Kolektif – Pergamon (2023)

Büyük İskender’in ölümünden sonra Mekedonya kökenli Philetairos tarafından bir kale yerleşimi olarak kurulan ve zamanla Anadolu’nun en güçlü krallıklarından birine dönüşen Pergamon Krallığı’nın başkenti üzerine arşivlik bir eser.

Çalışma, Pergamon araştırmalarının tarihi, koruma çalışmaları, kent tarihi ve çevre kültürleri, şehir planlamacılığı ve mimarisi, insanların yaşam alanları, tapınma merkezleri, kutsal alanları gibi tematik ana başlıklar altında her biri alanında uzman bilim insanları tarafından kaleme alınan 30 akademik makaleden oluşuyor.

MÖ 3. yüzyılda Attalos Hanedanı’nın kurulmasıyla Attalos Krallığı’nın başkenti ve resmi ikametgâhı haline gelen antik Pergamon kenti, birçok sivil kurumu olan az çok bağımsız bir polisti.

Bu nedenle eldeki çalışma da, Pergamon’da yaşayan halkın yanı sıra Athena Kutsal Alanı, Büyük Sunak, Asklepieion ve Kızıl Avlu gibi önemli kutsal yerleriyle birlikte Pergamon’u büyük bir kent ve krallık başkenti olarak sunuyor.

Her ne kadar Hellenistik Dönem’e ağırlık verilmişse de kitapta genel olarak prehistorik çağlardan Bizans Dönemi’ne kadar uzanan geniş bir zaman dilimi inceleniyor.

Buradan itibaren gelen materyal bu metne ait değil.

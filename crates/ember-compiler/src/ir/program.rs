//! IR Program
//!
//! The whole-program container: classes, methods, functions and the
//! program-wide variable table.

use super::body::Body;
use super::node::{ExprKind, StmtKind};
use super::span::Span;
use super::types::Type;
use crate::error::{CompileError, CompileResult};
use rustc_hash::FxHashMap;
use serde::{Deserialize, Serialize};

/// Class identifier
#[derive(Debug, Clone, Copy, PartialEq, Eq, Hash, PartialOrd, Ord, Serialize, Deserialize)]
pub struct ClassId(pub u32);

impl ClassId {
    pub fn new(id: u32) -> Self {
        Self(id)
    }

    pub fn as_u32(&self) -> u32 {
        self.0
    }

    pub fn index(&self) -> usize {
        self.0 as usize
    }
}

impl std::fmt::Display for ClassId {
    fn fmt(&self, f: &mut std::fmt::Formatter<'_>) -> std::fmt::Result {
        write!(f, "class{}", self.0)
    }
}

/// Method identifier
#[derive(Debug, Clone, Copy, PartialEq, Eq, Hash, PartialOrd, Ord, Serialize, Deserialize)]
pub struct MethodId(pub u32);

impl MethodId {
    pub fn new(id: u32) -> Self {
        Self(id)
    }

    pub fn as_u32(&self) -> u32 {
        self.0
    }

    pub fn index(&self) -> usize {
        self.0 as usize
    }
}

impl std::fmt::Display for MethodId {
    fn fmt(&self, f: &mut std::fmt::Formatter<'_>) -> std::fmt::Result {
        write!(f, "method{}", self.0)
    }
}

/// Function identifier
#[derive(Debug, Clone, Copy, PartialEq, Eq, Hash, PartialOrd, Ord, Serialize, Deserialize)]
pub struct FunctionId(pub u32);

impl FunctionId {
    pub fn new(id: u32) -> Self {
        Self(id)
    }

    pub fn as_u32(&self) -> u32 {
        self.0
    }

    pub fn index(&self) -> usize {
        self.0 as usize
    }
}

impl std::fmt::Display for FunctionId {
    fn fmt(&self, f: &mut std::fmt::Formatter<'_>) -> std::fmt::Result {
        write!(f, "fn{}", self.0)
    }
}

/// Variable identifier (index into the program-wide variable table)
#[derive(Debug, Clone, Copy, PartialEq, Eq, Hash, PartialOrd, Ord, Serialize, Deserialize)]
pub struct VarId(pub u32);

impl VarId {
    pub fn new(id: u32) -> Self {
        Self(id)
    }

    pub fn as_u32(&self) -> u32 {
        self.0
    }

    pub fn index(&self) -> usize {
        self.0 as usize
    }
}

impl std::fmt::Display for VarId {
    fn fmt(&self, f: &mut std::fmt::Formatter<'_>) -> std::fmt::Result {
        write!(f, "v{}", self.0)
    }
}

/// Reference to a field: declaring class plus position in its field list
#[derive(Debug, Clone, Copy, PartialEq, Eq, Hash, Serialize, Deserialize)]
pub struct FieldRef {
    pub class: ClassId,
    pub index: u32,
}

impl FieldRef {
    pub fn new(class: ClassId, index: u32) -> Self {
        Self { class, index }
    }
}

/// Where a variable lives
#[derive(Debug, Clone, Copy, PartialEq, Eq, Hash, Serialize, Deserialize)]
#[serde(rename_all = "snake_case")]
pub enum VarScope {
    /// Lives for the whole program run
    Global,
    /// Lives for one activation of its function
    Local,
    /// Function parameter
    Param,
}

/// A variable
#[derive(Debug, Clone, PartialEq, Serialize, Deserialize)]
pub struct Variable {
    pub name: String,
    pub ty: Type,
    pub scope: VarScope,
    #[serde(default)]
    pub span: Span,
}

impl Variable {
    pub fn new(name: impl Into<String>, ty: Type, scope: VarScope) -> Self {
        Self {
            name: name.into(),
            ty,
            scope,
            span: Span::default(),
        }
    }

    pub fn is_global(&self) -> bool {
        self.scope == VarScope::Global
    }
}

/// A class field
#[derive(Debug, Clone, PartialEq, Serialize, Deserialize)]
pub struct Field {
    pub name: String,
    pub ty: Type,
}

/// A class
#[derive(Debug, Clone, PartialEq, Serialize, Deserialize)]
pub struct Class {
    pub name: String,
    #[serde(default)]
    pub fields: Vec<Field>,
    #[serde(default)]
    pub methods: Vec<MethodId>,
    #[serde(default)]
    pub extends: Option<ClassId>,
    #[serde(default)]
    pub implements: Vec<ClassId>,
    #[serde(default)]
    pub is_abstract: bool,
    #[serde(default)]
    pub span: Span,
}

impl Class {
    /// Create a new concrete class with no fields or supers
    pub fn new(name: impl Into<String>) -> Self {
        Self {
            name: name.into(),
            fields: Vec::new(),
            methods: Vec::new(),
            extends: None,
            implements: Vec::new(),
            is_abstract: false,
            span: Span::default(),
        }
    }

    /// Direct superclasses: extends first, then implements
    pub fn supers(&self) -> impl Iterator<Item = ClassId> + '_ {
        self.extends.iter().copied().chain(self.implements.iter().copied())
    }
}

/// A method slot
#[derive(Debug, Clone, PartialEq, Serialize, Deserialize)]
pub struct Method {
    pub name: String,
    pub owner: ClassId,
    /// Parameter types, receiver excluded
    #[serde(default)]
    pub params: Vec<Type>,
    pub return_ty: Type,
    /// Implementing function; receiver is its first parameter
    #[serde(default)]
    pub implementation: Option<FunctionId>,
    #[serde(default)]
    pub is_abstract: bool,
    /// Overrides introduced by subclasses
    #[serde(default)]
    pub submethods: Vec<MethodId>,
    #[serde(default)]
    pub span: Span,
}

/// A function
#[derive(Debug, Clone, PartialEq, Serialize, Deserialize)]
pub struct Function {
    pub name: String,
    #[serde(default)]
    pub params: Vec<VarId>,
    #[serde(default)]
    pub locals: Vec<VarId>,
    pub return_ty: Type,
    #[serde(default)]
    pub body: Body,
    /// Provided by the target runtime; has no body
    #[serde(default)]
    pub native: bool,
    #[serde(default)]
    pub span: Span,
}

impl Function {
    /// Create a new function with an empty body
    pub fn new(name: impl Into<String>, return_ty: Type) -> Self {
        Self {
            name: name.into(),
            params: Vec::new(),
            locals: Vec::new(),
            return_ty,
            body: Body::new(),
            native: false,
            span: Span::default(),
        }
    }

    /// Whether a variable is a parameter or local of this function
    pub fn owns_var(&self, var: VarId) -> bool {
        self.params.contains(&var) || self.locals.contains(&var)
    }
}

/// A whole program
#[derive(Debug, Clone, Default, PartialEq, Serialize, Deserialize)]
pub struct Program {
    #[serde(default)]
    pub classes: Vec<Class>,
    #[serde(default)]
    pub methods: Vec<Method>,
    #[serde(default)]
    pub functions: Vec<Function>,
    #[serde(default)]
    pub vars: Vec<Variable>,
    #[serde(default)]
    pub globals: Vec<VarId>,
}
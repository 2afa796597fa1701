//! IR Types and Literals
//!
//! The static types the frontend attaches to variables and expressions, and
//! the literal values that may appear in the IR.

use super::program::ClassId;
use serde::{Deserialize, Serialize};

/// Static type of a variable or expression
#[derive(Debug, Clone, PartialEq, Eq, Hash, Serialize, Deserialize)]
#[serde(rename_all = "snake_case")]
pub enum Type {
    /// No value (function return type only)
    Void,
    /// Integer (also the representation of object handles after lowering)
    Int,
    /// Floating point number
    Real,
    /// Boolean
    Bool,
    /// String
    Str,
    /// Reference to an instance of a class
    Class(ClassId),
    /// Global array indexed by integer
    Array(Box<Type>),
}

impl Type {
    /// Shorthand for an array type
    pub fn array_of(elem: Type) -> Self {
        Type::Array(Box::new(elem))
    }

    /// Whether this type mentions a class anywhere
    pub fn mentions_class(&self) -> bool {
        match self {
            Type::Class(_) => true,
            Type::Array(elem) => elem.mentions_class(),
            _ => false,
        }
    }

    /// Replace every class reference with the integer handle type
    pub fn erase_classes(&self) -> Type {
        match self {
            Type::Class(_) => Type::Int,
            Type::Array(elem) => Type::array_of(elem.erase_classes()),
            other => other.clone(),
        }
    }

    /// Element type of an array type
    pub fn element(&self) -> Option<&Type> {
        match self {
            Type::Array(elem) => Some(elem),
            _ => None,
        }
    }

    /// The value an uninitialised variable of this type holds
    pub fn default_literal(&self) -> Literal {
        match self {
            Type::Int => Literal::Int(0),
            Type::Real => Literal::Real(0.0),
            Type::Bool => Literal::Bool(false),
            Type::Str => Literal::Str(String::new()),
            Type::Class(_) => Literal::Null,
            Type::Void | Type::Array(_) => Literal::Null,
        }
    }
}

impl std::fmt::Display for Type {
    fn fmt(&self, f: &mut std::fmt::Formatter<'_>) -> std::fmt::Result {
        match self {
            Type::Void => write!(f, "void"),
            Type::Int => write!(f, "int"),
            Type::Real => write!(f, "real"),
            Type::Bool => write!(f, "bool"),
            Type::Str => write!(f, "string"),
            Type::Class(id) => write!(f, "{}", id),
            Type::Array(elem) => write!(f, "array<{}>", elem),
        }
    }
}

/// Literal values
#[derive(Debug, Clone, PartialEq, Serialize, Deserialize)]
#[serde(rename_all = "snake_case")]
pub enum Literal {
    /// Integer literal
    Int(i64),
    /// Real literal
    Real(f64),
    /// Boolean literal
    Bool(bool),
    /// String literal
    Str(String),
    /// Null handle
    Null,
}

impl Literal {
    /// Static type of this literal
    pub fn ty(&self) -> Type {
        match self {
            Literal::Int(_) | Literal::Null => Type::Int,
            Literal::Real(_) => Type::Real,
            Literal::Bool(_) => Type::Bool,
            Literal::Str(_) => Type::Str,
        }
    }

    /// Try to get as integer (null is handle 0)
    pub fn as_int(&self) -> Option<i64> {
        match self {
            Literal::Int(v) => Some(*v),
            Literal::Null => Some(0),
            _ => None,
        }
    }

    /// Try to get as bool
    pub fn as_bool(&self) -> Option<bool> {
        match self {
            Literal::Bool(b) => Some(*b),
            _ => None,
        }
    }
}

impl std::fmt::Display for Literal {
    fn fmt(&self, f: &mut std::fmt::Formatter<'_>) -> std::fmt::Result {
        match self {
            Literal::Int(v) => write!(f, "{}", v),
            Literal::Real(v) => write!(f, "{:?}", v),
            Literal::Bool(b) => write!(f, "{}", b),
            Literal::Str(s) => write!(f, "\"{}\"", s.escape_default()),
            Literal::Null => write!(f, "null"),
        }
    }
}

Böylece içinde bulunduğu doğal çevrenin kentin gelişimindeki etkileri gözler önüne serilirken aynı zamanda Hellenistik Dönem mirasına daha sonraki zamanlarda nasıl sahip çıkıldığı, ne şekilde değiştirildiği ve zenginleştirildiği ya da bu mirasın nasıl tahrip edildiği daha net bir şekilde anlaşılabiliyor.

  • Künye: Kolektif – Pergamon: Anadolu’da Hellenistik Bir Başkent, hazırlayan: Felix Pirson ve Andreas Scholl, çeviren: Güler Ateş, Yapı Kredi Yayınları, tarih, 432 sayfa, 2023

François Noudelmann – Bambaşka Bir Sartre (2023)

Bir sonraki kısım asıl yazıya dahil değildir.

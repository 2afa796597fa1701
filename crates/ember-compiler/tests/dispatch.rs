//! Typeid numbering and dynamic dispatch through the whole pipeline

use ember_compiler::hierarchy::{assign_type_ids, Hierarchy};
use ember_compiler::ir::{ClassId, FunctionId, MethodId, Program, ProgramBuilder, Type};
use ember_compiler::{Compiler, CompilerConfig, Interpreter, OptLevel, Value};
use rand::rngs::StdRng;
use rand::{Rng, SeedableRng};

/// `foo` implementation for `class` returning `value`
fn returning(pb: &mut ProgramBuilder, class: ClassId, name: &str, value: i64) -> FunctionId {
    let mut f = pb.function(name, Type::Int);
    f.param("this", Type::Class(class));
    let v = f.int(value);
    let ret = f.ret(Some(v));
    f.push(ret);
    f.finish()
}

/// `probe_<Class>() { o: Base = new Class; return o.foo() }`
fn probe(pb: &mut ProgramBuilder, base: ClassId, class: ClassId, name: &str, method: MethodId) {
    let mut f = pb.function(&format!("probe_{}", name), Type::Int);
    let o = f.local("o", Type::Class(base));
    let new = f.alloc(class);
    let init = f.assign(o, new);
    f.push(init);
    let recv = f.read(o);
    let call = f.method_call(method, recv, Vec::new());
    let ret = f.ret(Some(call));
    f.push(ret);
    f.finish();
}

fn run(program: &Program, entry: &str) -> Value {
    Interpreter::new(program).call(entry, Vec::new()).unwrap()
}

fn compile(program: Program, level: OptLevel) -> Program {
    let mut config = CompilerConfig::default();
    config.optimize.level = level;
    Compiler::new(config).compile(program).unwrap()
}

/// Class `i` extends a random earlier class, or starts a new tree
fn random_forest(rng: &mut StdRng, pb: &mut ProgramBuilder, n: usize) -> Vec<ClassId> {
    let mut classes = Vec::new();
    for i in 0..n {
        let class = pb.class(&format!("C{}", i));
        if i > 0 && rng.gen_bool(0.8) {
            let p = rng.gen_range(0..i);
            pb.extends(class, classes[p]);
        }
        classes.push(class);
    }
    classes
}

#[test]
fn test_typeid_ranges_partition_extends_subtrees() {
    for seed in 0..20u64 {
        let mut rng = StdRng::seed_from_u64(seed);
        let mut pb = ProgramBuilder::new();
        let n = rng.gen_range(1..24);
        random_forest(&mut rng, &mut pb, n);
        let program = pb.finish();

        let table = assign_type_ids(&program).unwrap();
        let hierarchy = Hierarchy::new(&program).unwrap();
        assert_eq!(table.len(), n);

        let mut own: Vec<u32> = (0..n).map(|i| table.typeid(ClassId::new(i as u32))).collect();
        own.sort();
        assert_eq!(own, (0..n as u32).collect::<Vec<_>>(), "seed {}", seed);

        for c in 0..n {
            let c = ClassId::new(c as u32);
            let range = table.range(c);
            for d in 0..n {
                let d = ClassId::new(d as u32);
                let mut ancestor = Some(d);
                let mut below = false;
                while let Some(a) = ancestor {
                    if a == c {
                        below = true;
                        break;
                    }
                    ancestor = program.class(a).extends;
                }
                assert_eq!(
                    range.contains(table.typeid(d)),
                    below,
                    "seed {}: {} in range of {}",
                    seed,
                    d,
                    c
                );
            }
            for pair in hierarchy.extends_children(c).windows(2) {
                let (a, b) = (table.range(pair[0]), table.range(pair[1]));
                assert!(a.end < b.start || b.end < a.start);
            }
        }
    }
}

#[test]
fn test_four_level_chain_with_overrides() {
    // Root <- A <- B <- C, foo implemented at Root, B and C
    let mut pb = ProgramBuilder::new();
    let names = ["Root", "A", "B", "C"];
    let classes: Vec<ClassId> = names.iter().map(|n| pb.class(n)).collect();
    for pair in classes.windows(2) {
        pb.extends(pair[1], pair[0]);
    }
    let root_impl = returning(&mut pb, classes[0], "Root_foo", 0);
    let b_impl = returning(&mut pb, classes[2], "B_foo", 1);
    let c_impl = returning(&mut pb, classes[3], "C_foo", 2);
    let foo = pb.method(classes[0], "foo", Vec::new(), Type::Int, Some(root_impl));
    let b_foo = pb.override_method(foo, classes[2], Some(b_impl));
    pb.override_method(b_foo, classes[3], Some(c_impl));
    for (class, name) in classes.iter().zip(names) {
        probe(&mut pb, classes[0], *class, name, foo);
    }
    let program = pb.finish();

    for level in [OptLevel::None, OptLevel::Full] {
        let flat = compile(program.clone(), level);
        let got: Vec<Value> = names
            .iter()
            .map(|n| run(&flat, &format!("probe_{}", n)))
            .collect();
        assert_eq!(
            got,
            vec![Value::Int(0), Value::Int(0), Value::Int(1), Value::Int(2)],
            "{:?}",
            level
        );
    }
}

#[test]
fn test_random_hierarchies_dispatch_to_nearest_override() {
    for seed in 0..12u64 {
        let mut rng = StdRng::seed_from_u64(100 + seed);
        let mut pb = ProgramBuilder::new();
        let n = rng.gen_range(2..16);

        // A single tree under C0 so every class is a subclass of the owner
        let mut classes = vec![pb.class("C0")];
        let mut parent = vec![None];
        for i in 1..n {
            let class = pb.class(&format!("C{}", i));
            let p = rng.gen_range(0..i);
            pb.extends(class, classes[p]);
            classes.push(class);
            parent.push(Some(p));
        }

        let base_impl = returning(&mut pb, classes[0], "C0_foo", 0);
        let foo = pb.method(classes[0], "foo", Vec::new(), Type::Int, Some(base_impl));
        let mut overrides = vec![false; n];
        overrides[0] = true;
        for i in 1..n {
            if rng.gen_bool(0.4) {
                let imp = returning(&mut pb, classes[i], &format!("C{}_foo", i), i as i64);
                pb.override_method(foo, classes[i], Some(imp));
                overrides[i] = true;
            }
        }
        for (i, class) in classes.iter().enumerate() {
            probe(&mut pb, classes[0], *class, &format!("C{}", i), foo);
        }
        let flat = compile(pb.finish(), OptLevel::Full);

        for i in 0..n {
            let mut at = i;
            while !overrides[at] {
                at = parent[at].unwrap();
            }
            assert_eq!(
                run(&flat, &format!("probe_C{}", i)),
                Value::Int(at as i64),
                "seed {} class C{}",
                seed,
                i
            );
        }
    }
}

/// `main() { o: A = new A or null; [destroy o;] return o.foo() }`
fn call_foo_on(destroy_first: bool, null: bool) -> Program {
    let mut pb = ProgramBuilder::new();
    let a = pb.class("A");
    let imp = returning(&mut pb, a, "A_foo", 1);
    let foo = pb.method(a, "foo", Vec::new(), Type::Int, Some(imp));
    let mut f = pb.function("main", Type::Int);
    let o = f.local("o", Type::Class(a));
    let init = if null { f.null(Type::Class(a)) } else { f.alloc(a) };
    let init = f.assign(o, init);
    f.push(init);
    if destroy_first {
        let recv = f.read(o);
        let free = f.dealloc(a, recv);
        f.push(free);
    }
    let recv = f.read(o);
    let call = f.method_call(foo, recv, Vec::new());
    let ret = f.ret(Some(call));
    f.push(ret);
    f.finish();
    pb.finish()
}

#[test]
fn test_destroyed_receiver_traps() {
    for level in [OptLevel::None, OptLevel::Full] {
        let flat = compile(call_foo_on(true, false), level);
        let err = Interpreter::new(&flat).call("main", Vec::new()).unwrap_err();
        let message = err.to_string();
        assert!(message.starts_with("trap:"), "{}", message);
        assert!(message.contains("destroyed object"), "{}", message);
        assert!(!message.contains("null pointer"), "{}", message);
    }
}

#[test]
fn test_null_receiver_traps() {
    for level in [OptLevel::None, OptLevel::Full] {
        let flat = compile(call_foo_on(false, true), level);
        let err = Interpreter::new(&flat).call("main", Vec::new()).unwrap_err();
        let message = err.to_string();
        assert!(message.starts_with("trap:"), "{}", message);
        assert!(message.contains("null pointer"), "{}", message);
        assert!(!message.contains("destroyed object"), "{}", message);
    }
}

#[test]
fn test_live_receiver_dispatches() {
    let flat = compile(call_foo_on(false, false), OptLevel::Full);
    assert_eq!(run(&flat, "main"), Value::Int(1));
}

Jean Paul-Sartre’ın manevi kızı Arlette Elkaïm’de bulunan şahsi arşivinden ve kendisiyle yaptığı görüşmelerden hareketle bir başka Sartre portresi çiziyor François Noudelmann.

‘Bambaşka Bir Sartre’ yayımlanmamış mektuplar, ses-film kayıtları ve notlardan oluşan bu arşivin izinde Sartre’ın yüzeysel bir turist olmayı sevdiğini, gönlünün çokeşliliğe meylettiğini, angaje yazar kimliğinin üzerine yapışmasından rahatsız olduğunu, müzikle olan ilişkisini ve depresif anlarını ifşa eden şaşırtıcı bir çalışma.

Kitaptan bir alıntı:

“Bir yazarın hayatına girmek için her şeye karşın bir yol seçmek gerektiğine göre, yan yolları izleme stratejisi verimli olabilir. Bu strateji bağlantılar üzerinden yanlamasına düşünmeyi, çevresi ve –birlikte yeni, şaşırtıcı bir yöne girdiği– kişiler üzerinden bir bireyin izini sürmeyi amaçlıyor. İnsan hayatlarının anlaşılması için biraz epigenetiği devreye sokmak tekanlamlı nedenselcilikten kaçınmayı, yerinde dönüşümleri ve çevrenin yarattığı farklılaşmaları ortaya koymayı sağlıyor. Raymond Aron ona Husserl’den söz etmeseydi ve onu Berlin’e yönlendirmeseydi, Sartre fenomenolog olur muydu? Peki ya Jean Genet ya da Frantz Fanon’la karşılaşmasaydı, Kötü kavramı üzerinde düşünür ve sömürgeciliğe böylesine şiddetle karşı çıkar mıydı?”

  • Künye: François Noudelmann – Bambaşka Bir Sartre, çeviren: Şehsuvar Aktaş, Yapı Kredi Yayınları, biyografi, 152 sayfa, 2023

Jean Bottéro – Dünyanın En Eski Mutfağı (2023)

 

Mutfak ve sofra kültürü bir uygarlığı anlamanın en etkili yollarından biri.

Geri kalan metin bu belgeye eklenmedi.